My family got a dog for the first time 3 years ago. She is a shelter gog and is a terrier mix and she has been a wonderful addition to the family. Shelter dogs have their issues too but honestly..I think that makes them more in tune with emotions and really connecting to a family that will love them forever. I definitely consider our dog therapy for the entire family and we have been therapy for her as well.

Oh one more note since you have never had a dog before. You might want to check to make sure you are not allergic...or anyone else is in the family. My mom is allergic but is able to have a this dog since it has more of the winery coat making it so much easier on allergy suffers, of course there are hypoallergenic dogs too like labraddodles but they can get pretty expensive. Poodles, terrier mixes work out well. I knew this going into the shelter that day and only looked at the dogs that fit this criteria..and we found Saidie!

Oh and you can train your dog to be a theapy dog as well. This will also help on cost. And honestly if you make that connection before they learn everything..you also become closer to the dog.

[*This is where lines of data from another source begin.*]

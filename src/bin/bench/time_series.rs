// Per-Step JSONL Time Series Recorder
// Outputs one JSON line per control step for independent analysis

use ecology_engine::{Diagnostics, StepReport};
use serde::Serialize;
use std::io::Write;

#[derive(Debug, Serialize)]
pub struct StepSnapshot {
    pub step: u64,
    pub t: f64,
    pub x: f64,
    pub y: f64,
    pub x_eq: Option<f64>,
    pub y_eq: Option<f64>,
    pub observed_price_differential: f64,
    pub alpha: f64,
    pub delta: f64,
    pub beta_effective: f64,
    pub beta_multiplier: f64,
    pub u_alpha: f64,
    pub u_delta: f64,
    pub mode: &'static str,
    pub source: String,
    pub cost: Option<f64>,
    pub invariant_drift: f64,
}

impl StepSnapshot {
    pub fn capture(observed: f64, report: &StepReport, diag: &Diagnostics) -> Self {
        let d = &report.decision;
        Self {
            step: d.step,
            t: diag.t,
            x: diag.x,
            y: diag.y,
            x_eq: diag.equilibrium.map(|e| e.0),
            y_eq: diag.equilibrium.map(|e| e.1),
            observed_price_differential: observed,
            alpha: d.alpha,
            delta: d.delta,
            beta_effective: d.beta_effective,
            beta_multiplier: diag.beta_multiplier,
            u_alpha: d.signal.u_alpha,
            u_delta: d.signal.u_delta,
            mode: d.breaker.label(),
            source: format!("{:?}", d.source),
            cost: report.cost,
            invariant_drift: diag.invariant_drift,
        }
    }
}

/// Accumulates snapshots and writes JSONL.
pub struct TimeSeriesRecorder {
    snapshots: Vec<StepSnapshot>,
}

impl TimeSeriesRecorder {
    pub fn new() -> Self {
        Self { snapshots: Vec::new() }
    }

    pub fn record(&mut self, snapshot: StepSnapshot) {
        self.snapshots.push(snapshot);
    }

    pub fn write_jsonl(&self, path: &std::path::Path) -> std::io::Result<()> {
        if let Some(parent) = path.parent() {
            std::fs::create_dir_all(parent)?;
        }
        let mut file = std::fs::File::create(path)?;
        for snapshot in &self.snapshots {
            let line = serde_json::to_string(snapshot)
                .map_err(|e| std::io::Error::new(std::io::ErrorKind::Other, e))?;
            writeln!(file, "{}", line)?;
        }
        Ok(())
    }
}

I have a friend who is blind and has a new service dog about every 7or 8 years. She likes dogs but never really gets attached to them since they are working mostly and after that amount of time they must retire and go to another home. Having your own dog first, then train in obedience and then eventually train in therapy just seems to work out better.( ESP. Since your son is autistic..that connection is important!)

Good luck!
Thanks for sharing your experience and advice. Awesome how your family and dog have provided therapy for each other.